REQUIRED ACTION:
Lines with the word "PayloadFile" are the answer; copy each of them from the data below.

* * *

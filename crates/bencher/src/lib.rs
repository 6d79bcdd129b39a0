/// One benchmarked request shape: an inbound method and the payload it carries.
#[derive(Debug, Copy, Clone)]
pub struct BenchCase {
    name: &'static str,
    method: &'static str,
    payload: PayloadFile,
}

impl BenchCase {
    pub fn new(name: &'static str, method: &'static str, payload: PayloadFile) -> Self {
        Self { name, method, payload }
    }

    pub fn name(&self) -> &'static str {
        self.name
    }

    pub fn method(&self) -> &'static str {
        self.method
    }

    pub fn payload(&self) -> &PayloadFile {
        &self.payload
    }
}

#[derive(Debug, Copy, Clone)]
pub struct PayloadFile {
    file_name: &'static str,
    content: &'static str,
}

impl PayloadFile {
    pub const fn new(file_name: &'static str, content: &'static str) -> Self {
        Self { file_name, content }
    }

    pub fn content(&self) -> &'static str {
        self.content
    }

    pub fn file_name(&self) -> &'static str {
        self.file_name
    }
}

* * *

RESPONSE BELOW:
    payload: PayloadFile,
    pub fn new(name: &'static str, method: &'static str, payload: PayloadFile) -> Self {
    pub fn payload(&self) -> &PayloadFile {
pub struct PayloadFile {
impl PayloadFile {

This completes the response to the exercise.